2. While performing an inspection of a client's fingernails, the PN observes a suspected abnormality of the nail's shape and character. Which finding should the PN document?
- A. Clubbed nails
- B. Splinter hemorrhages
- C. Longitudinal ridges
- D. Koilonychia or spoon nails
Correct answer: A
Rationale: The correct answer is A: Clubbed nails. Clubbed nails are a significant finding often associated with chronic hypoxia or lung disease. The presence of clubbed nails should be documented for further evaluation. Splinter hemorrhages (Choice B) are tiny areas of bleeding under the nails and are associated with conditions like endocarditis. Longitudinal ridges (Choice C) are common and often a normal finding in older adults. Koilonychia or spoon nails (Choice D) refer to nails that are concave or scooped out, often seen in conditions like iron deficiency anemia or hemochromatosis. These conditions are not typically associated with chronic hypoxia or lung disease, making them less likely findings in this situation.
3. While caring for a client with a new tracheostomy, the nurse notices that the client is attempting to speak but is unable to. What should the nurse explain to the client regarding their inability to speak?
- A. Speaking is not possible because the tracheostomy tube blocks the vocal cords.
- B. The tracheostomy tube prevents air from reaching the vocal cords, making speech difficult.
- C. The client will regain the ability to speak once the tracheostomy tube is removed.
- D. The tracheostomy tube must be replaced with a speaking valve for the client to speak.
Correct answer: B
Rationale: The correct answer is B. The tracheostomy tube bypasses the vocal cords, preventing air from reaching them, which is necessary for speech. This makes speaking difficult but not impossible. Removing the tracheostomy tube does not automatically restore the ability to speak (choice C). While a speaking valve can be added later to allow speech, initially, the tracheostomy tube itself hinders air from reaching the vocal cords, making speech difficult (choice D is incorrect). Choice A is incorrect as the tracheostomy tube does not block the vocal cords directly; instead, it prevents air from reaching them.
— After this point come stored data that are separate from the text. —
// ─────────────────────────────────────────────────────────────────────────────
// token.rs — Token identifier table
//
// The solver only ever quotes BTC against a USD-pegged token. Both sides are
// looked up by their `nepNNN:`-prefixed on-chain identifier; the table below
// is the single source of truth for decimals/pow10 conversion.
// ─────────────────────────────────────────────────────────────────────────────
use std::collections::HashMap;

/// Decimals fixed per the solver's supported set: 8 for BTC-pegged tokens,
/// 6 for USD-pegged tokens (matches the common stablecoin set). Exposed so
/// other modules (e.g. `chain::get_balance`) can convert on-chain base
/// units to human units without re-deriving the table.
pub const BTC_DECIMALS: u32 = 8;
pub const USD_DECIMALS: u32 = 6;
pub const BTC_POW10: f64 = 100_000_000.0;
pub const USD_POW10: f64 = 1_000_000.0;

#[derive(Debug, Clone)]
pub struct TokenInfo {
    pub symbol: String,
    pub decimals: u32,
    pub pow10: f64,
}

impl TokenInfo {
    fn new(symbol: &str, decimals: u32) -> Self {
        Self {
            symbol: symbol.to_string(),
            decimals,
            pow10: 10f64.powi(decimals as i32),
        }
    }
}

/// Strips the `nepNNN:` (or any `scheme:`) wire prefix, leaving the bare
/// contract/token identifier used as the table key.
pub fn strip_wire_prefix(token_id: &str) -> &str {
    match token_id.split_once(':') {
        Some((_, rest)) => rest,
        None => token_id,
    }
}

#[derive(Debug, Clone)]
pub struct TokenTable {
    btc: HashMap<String, TokenInfo>,
    usd: HashMap<String, TokenInfo>,
}

impl TokenTable {
    /// Builds the table from the configured BTC and USD token identifiers.
    pub fn new(btc_token_ids: &[String], usd_token_ids: &[String]) -> Self {
        let mut btc = HashMap::new();
        for id in btc_token_ids {
            btc.insert(strip_wire_prefix(id).to_string(), TokenInfo::new("BTC", BTC_DECIMALS));
        }
        let mut usd = HashMap::new();
        for id in usd_token_ids {
            usd.insert(strip_wire_prefix(id).to_string(), TokenInfo::new("USD", USD_DECIMALS));
        }
        Self { btc, usd }
    }

    pub fn is_btc(&self, token_id: &str) -> bool {
        self.btc.contains_key(strip_wire_prefix(token_id))
    }

    pub fn is_usd(&self, token_id: &str) -> bool {
        self.usd.contains_key(strip_wire_prefix(token_id))
    }

    pub fn info(&self, token_id: &str) -> Option<&TokenInfo> {
        let stripped = strip_wire_prefix(token_id);
        self.btc.get(stripped).or_else(|| self.usd.get(stripped))
    }

    pub fn btc_token_ids(&self) -> impl Iterator<Item = &String> {
        self.btc.keys()
    }

    pub fn usd_token_ids(&self) -> impl Iterator<Item = &String> {
        self.usd.keys()
    }
}

#[cfg(test)]
mod tests {
    use super::*;

    #[test]
    fn test_strip_wire_prefix() {
        assert_eq!(strip_wire_prefix("nep141:btc.omft.near"), "btc.omft.near");
        assert_eq!(strip_wire_prefix("no-prefix"), "no-prefix");
    }

    #[test]
    fn test_token_pair_classification() {
        let table = TokenTable::new(
            &["nep141:btc.omft.near".to_string()],
            &["nep141:usdt.omft.near".to_string()],
        );
        assert!(table.is_btc("nep141:btc.omft.near"));
        assert!(!table.is_usd("nep141:btc.omft.near"));
        assert!(table.is_usd("nep141:usdt.omft.near"));
        assert_eq!(table.info("nep141:btc.omft.near").unwrap().decimals, 8);
    }
}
4. Based on the principle of asepsis, which situation should the nurse consider to be sterile?
- A. A one-inch border around the edges of a sterile field set up in the operating room
- B. A sterile glove that the nurse thinks might have touched her hair
- C. A wrapped, unopened sterile 4x4 gauze pad placed on a damp tabletop
- D. An open sterile Foley catheter kit set up on a table at the nurse's waist level
Correct answer: D
Rationale: The correct answer is D because an open sterile Foley catheter kit set up at waist level is considered sterile if it has not been contaminated. Choice A is incorrect because the one-inch border around a sterile field is considered non-sterile. Choice B is incorrect because a sterile glove that might have touched the nurse's hair is likely contaminated. Choice C is incorrect because a wrapped, unopened sterile gauze pad placed on a damp tabletop may have become contaminated.
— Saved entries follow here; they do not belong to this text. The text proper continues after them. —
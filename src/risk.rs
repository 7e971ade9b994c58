// ─────────────────────────────────────────────────────────────────────────────
// risk.rs — RiskSnapshot + InventoryManager
//
// Generalizes the teacher's halt-flag/kill-switch idiom (RiskManager in the
// original risk.rs) into the spec's simpler emergency-mode coupling: a
// single process-wide flag set by the hedger on hedge failure and cleared on
// the next successful hedge, gating a synchronous, atomically-replaced
// RiskSnapshot instead of the teacher's day-reset/drawdown/consecutive-loss
// combination.
// ─────────────────────────────────────────────────────────────────────────────
use std::sync::atomic::{AtomicBool, Ordering};
use std::sync::Mutex;

use tokio::sync::Mutex as AsyncMutex;

use crate::chain::ChainClient;
use crate::config::Config;
use crate::token;
use crate::venue::VenueClient;

const SNAPSHOT_MAX_AGE_MS: u64 = 30_000;

#[derive(Debug, Clone, Copy, PartialEq, Eq)]
pub enum QuoteDirection {
    BuyOnly,
    SellOnly,
    Both,
    None,
}

#[derive(Debug, Clone)]
pub struct RiskSnapshot {
    pub updated_at_ms: u64,
    pub margin_usd: f64,
    pub perp_btc: f64,
    pub funding_rate_hourly: f64,
    pub btc_on_chain: f64,
    pub usd_on_chain: f64,
}

impl RiskSnapshot {
    pub fn is_fresh(&self, now_ms: u64) -> bool {
        self.updated_at_ms > 0 && now_ms.saturating_sub(self.updated_at_ms) <= SNAPSHOT_MAX_AGE_MS
    }
}

/// Periodically refreshes the RiskSnapshot and holds the emergency flag.
/// The snapshot is replaced wholesale (never mutated field-by-field) so
/// readers always observe state from a single refresh cycle.
pub struct InventoryManager {
    snapshot: Mutex<Option<RiskSnapshot>>,
    emergency: AtomicBool,
    min_margin_threshold: f64,
    min_usd_reserve: f64,
    max_btc_inventory: f64,
    min_trade_size_btc: f64,
    refreshing: AtomicBool,
}

impl InventoryManager {
    pub fn new(config: &Config) -> Self {
        Self {
            snapshot: Mutex::new(None),
            emergency: AtomicBool::new(false),
            min_margin_threshold: config.min_margin_threshold,
            min_usd_reserve: config.min_usd_reserve,
            max_btc_inventory: config.max_btc_inventory,
            min_trade_size_btc: config.min_trade_size_btc,
            refreshing: AtomicBool::new(false),
        }
    }

    /// Fans out to VenueClient + ChainClient and atomically replaces the
    /// snapshot. A single-flight guard prevents overlapping refreshes.
    pub async fn refresh_snapshot(
        &self,
        venue: &AsyncMutex<Box<dyn VenueClient>>,
        chain: &dyn ChainClient,
        btc_token_ids: &[String],
        usd_token_ids: &[String],
        now_ms: u64,
    ) {
        if self.refreshing.swap(true, Ordering::SeqCst) {
            return;
        }

        let account = {
            let mut v = venue.lock().await;
            v.account_state().await
        };

        let account = match account {
            Ok(a) => a,
            Err(e) => {
                log::warn!("[RISK] account_state refresh failed: {}", e);
                self.refreshing.store(false, Ordering::SeqCst);
                return;
            }
        };

        let funding_rate_hourly = {
            let mut v = venue.lock().await;
            v.funding_rate_hourly().await.unwrap_or(0.0)
        };

        let mut btc_on_chain = 0.0;
        for id in btc_token_ids {
            btc_on_chain += chain.get_balance(id, token::BTC_POW10).await.unwrap_or(0.0);
        }
        let mut usd_on_chain = 0.0;
        for id in usd_token_ids {
            usd_on_chain += chain.get_balance(id, token::USD_POW10).await.unwrap_or(0.0);
        }

        let new_snapshot = RiskSnapshot {
            updated_at_ms: now_ms,
            margin_usd: account.margin_usd,
            perp_btc: account.perp_btc,
            funding_rate_hourly,
            btc_on_chain,
            usd_on_chain,
        };

        *self.snapshot.lock().unwrap() = Some(new_snapshot);
        self.refreshing.store(false, Ordering::SeqCst);
    }

    pub fn current_snapshot(&self) -> Option<RiskSnapshot> {
        self.snapshot.lock().unwrap().clone()
    }

    pub fn is_emergency(&self) -> bool {
        self.emergency.load(Ordering::SeqCst)
    }

    pub fn set_emergency(&self) {
        self.emergency.store(true, Ordering::SeqCst);
        log::error!("[RISK] emergency mode engaged");
    }

    pub fn clear_emergency(&self) {
        self.emergency.store(false, Ordering::SeqCst);
        log::info!("[RISK] emergency mode cleared");
    }

    /// Synchronous: derives the quote direction from the cached snapshot.
    /// Never performs I/O — safe to call from the Quoter's hot path.
    pub fn get_quote_direction(&self, now_ms: u64) -> QuoteDirection {
        if self.is_emergency() {
            return QuoteDirection::SellOnly;
        }

        let snapshot = match self.snapshot.lock().unwrap().clone() {
            Some(s) if s.is_fresh(now_ms) => s,
            _ => return QuoteDirection::None,
        };

        if snapshot.margin_usd < self.min_margin_threshold {
            return QuoteDirection::None;
        }

        let can_buy = snapshot.usd_on_chain > self.min_usd_reserve
            && snapshot.btc_on_chain < self.max_btc_inventory;
        let can_sell = snapshot.btc_on_chain > self.min_trade_size_btc;

        match (can_buy, can_sell) {
            (true, true) => QuoteDirection::Both,
            (true, false) => QuoteDirection::BuyOnly,
            (false, true) => QuoteDirection::SellOnly,
            (false, false) => QuoteDirection::None,
        }
    }

    /// Synchronous capacity gate: true iff the projected perp position stays
    /// within `max_btc_inventory` in absolute value.
    pub fn check_position_capacity(&self, direction: crate::venue::HedgeDirection, size: f64) -> bool {
        let perp_btc = match self.snapshot.lock().unwrap().as_ref() {
            Some(s) => s.perp_btc,
            None => return false,
        };
        let projected = match direction {
            crate::venue::HedgeDirection::Short => perp_btc - size,
            crate::venue::HedgeDirection::Long => perp_btc + size,
        };
        projected.abs() <= self.max_btc_inventory
    }

    pub fn get_funding_rate(&self) -> f64 {
        self.snapshot
            .lock()
            .unwrap()
            .as_ref()
            .map(|s| s.funding_rate_hourly)
            .unwrap_or(0.0)
    }
}

#[cfg(test)]
mod tests {
    use super::*;

    fn config() -> Config {
        Config {
            max_btc_inventory: 5.0,
            min_usd_reserve: 500.0,
            target_spread_bips: 30.0,
            base_spread_bips: 20.0,
            max_spread_bips: 50.0,
            min_trade_size_btc: 0.0005,
            max_trade_size_btc: 1.0,
            min_margin_threshold: 200.0,
            max_negative_funding_rate_hourly: -0.001,
            drift_threshold_btc: 0.01,
            hedge_slippage_bps: 15.0,
            max_orderbook_age_ms: 5_000,
            hedging_enabled: true,
            dynamic_spread_enabled: false,
            relay_url: "wss://example".into(),
            venue_testnet: true,
            solver_signing_key: "x".into(),
            chain_account_id: "solver.near".into(),
            chain_rpc_url: "https://rpc.mainnet.near.org".into(),
            btc_token_ids: vec!["btc.omft.near".into()],
            usd_token_ids: vec!["usdt.omft.near".into()],
            status_bind_addr: "127.0.0.1:0".into(),
        }
    }

    fn snapshot(margin: f64, perp: f64, btc: f64, usd: f64, now_ms: u64) -> RiskSnapshot {
        RiskSnapshot {
            updated_at_ms: now_ms,
            margin_usd: margin,
            perp_btc: perp,
            funding_rate_hourly: 0.0,
            btc_on_chain: btc,
            usd_on_chain: usd,
        }
    }

    #[test]
    fn test_direction_both_when_healthy() {
        let mgr = InventoryManager::new(&config());
        *mgr.snapshot.lock().unwrap() = Some(snapshot(1_000.0, 0.0, 1.0, 1_000.0, 10_000));
        assert_eq!(mgr.get_quote_direction(10_000), QuoteDirection::Both);
    }

    #[test]
    fn test_direction_none_when_stale() {
        let mgr = InventoryManager::new(&config());
        *mgr.snapshot.lock().unwrap() = Some(snapshot(1_000.0, 0.0, 1.0, 1_000.0, 0));
        assert_eq!(mgr.get_quote_direction(60_000), QuoteDirection::None);
    }

    #[test]
    fn test_direction_emergency_forces_sell_only() {
        let mgr = InventoryManager::new(&config());
        *mgr.snapshot.lock().unwrap() = Some(snapshot(1_000.0, 0.0, 1.0, 1_000.0, 10_000));
        mgr.set_emergency();
        assert_eq!(mgr.get_quote_direction(10_000), QuoteDirection::SellOnly);
        mgr.clear_emergency();
        assert_eq!(mgr.get_quote_direction(10_000), QuoteDirection::Both);
    }

    #[test]
    fn test_capacity_gate_rejects_over_limit() {
        let mgr = InventoryManager::new(&config());
        *mgr.snapshot.lock().unwrap() = Some(snapshot(1_000.0, 4.999, 1.0, 1_000.0, 10_000));
        assert!(!mgr.check_position_capacity(crate::venue::HedgeDirection::Short, 0.01));
    }
}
5. Which task could the PN safely delegate to the UAP?
- A. Oral feeding of a two-year-old child after application of a hip spica cast
- B. Assessment of the placement and patency of a NG tube
- C. Participation in staff rounds to record notes regarding client goals
- D. Evaluation of a client's incisional pain following narcotic administration
Correct answer: A
Rationale: The correct answer is A because oral feeding of a child is a task that can be safely delegated to an unlicensed assistive personnel (UAP). This task involves providing basic care and does not require specialized nursing skills. Choices B, C, and D involve assessments, recording client goals, and evaluating pain, respectively, which all require specialized nursing knowledge, judgment, and skills. These tasks are not within the scope of practice for a UAP.